There are a number of reasons why a cluster may failover, but for it to failover continually is unusual. There are a couple of possibilities for this type of behavior:

  • An ongoing condition causing the current Master to crash. 
    One sequence for this would be:
     
    1. The Master (primary) experiences an unexpected condition and crashes; therefore, the Backup (secondary) takes over.
    2. After a period, the secondary (as Master) also crashes, at which time the primary (Backup) is already recovered and again becomes Master. If the trigger condition continues to exist, the devices will continue to crash.

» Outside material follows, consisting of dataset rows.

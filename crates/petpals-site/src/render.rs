//! Template renderer
//!
//! Selects and renders exactly one of the four kennel-site templates from
//! mapped props. No business logic lives here; the dispatch is an
//! exhaustive match over [`TemplateProps`], which already carries the
//! template variant the mapper chose.

use askama::Template;

use crate::props::{
    FamilyBreederProps, MultiServiceKennelProps, ProfessionalBreederProps, ShowKennelProps,
    TemplateProps,
};

#[derive(Template)]
#[template(path = "professional_breeder.html")]
struct ProfessionalBreederPage<'a> {
    p: &'a ProfessionalBreederProps,
}

#[derive(Template)]
#[template(path = "show_kennel.html")]
struct ShowKennelPage<'a> {
    p: &'a ShowKennelProps,
}

#[derive(Template)]
#[template(path = "family_breeder.html")]
struct FamilyBreederPage<'a> {
    p: &'a FamilyBreederProps,
}

#[derive(Template)]
#[template(path = "multi_service_kennel.html")]
struct MultiServiceKennelPage<'a> {
    p: &'a MultiServiceKennelProps,
}

#[derive(Template)]
#[template(path = "not_found.html")]
struct NotFoundPage;

/// Render the template matching the mapped props
pub fn render_site(props: &TemplateProps) -> askama::Result<String> {
    match props {
        TemplateProps::ProfessionalBreeder(p) => ProfessionalBreederPage { p }.render(),
        TemplateProps::ShowKennel(p) => ShowKennelPage { p }.render(),
        TemplateProps::FamilyBreeder(p) => FamilyBreederPage { p }.render(),
        TemplateProps::MultiServiceKennel(p) => MultiServiceKennelPage { p }.render(),
    }
}

/// Render the generic not-found page.
///
/// Used for every terminal outcome (missing site, unpublished site,
/// lookup failure) so none of them is externally distinguishable.
pub fn render_not_found() -> String {
    NotFoundPage.render().unwrap_or_else(|_| {
        "<!DOCTYPE html><html><body><h1>Page not found</h1></body></html>".to_string()
    })
}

    If NSRP preempt is enabled, then as a slight variation to the sequence above, it is possible only the primary device is experiencing the problem. The sequence for this would be:
    1. The Master (primary) crashes; therefore, the Backup (secondary) takes over.
    2. The primary recovers and preempt causes it to resume the Master role.
    3. The trigger condition recurs causing Master (primary) to crash again.

    Troubleshooting steps for both scenarios are the same and are outlined in the solution section below.

  • NSRP monitoring/tracking is intermittently causing only one device to become "Inoperable".
    For tracking to cause the cluster to be bouncing back and forth then the trigger would likely need to be a flapping event that affects only one box (else they would both be Inoperable), and NSRP preempt would also be enabled. Possible causes for this could include the following:
     
    • Physical link unique to one of the firewalls is flapping
    • Flapping path to a tracked host is affecting only one firewall
    • Failing host is being tracked by only one firewall
    • Common interface or host is flapping, but the NSRP weightings or thresholds are mismatched
Solution:

If the cluster devices are crashing, then consult the following link; it contains information on how to confirm / test the issue and the next steps towards correcting the situation:

If NSRP monitoring/tracking is causing the bounces, then check the following:

Check if both devices are monitoring the same objects (interfaces, hosts). Also check weight and threshold values between the devices.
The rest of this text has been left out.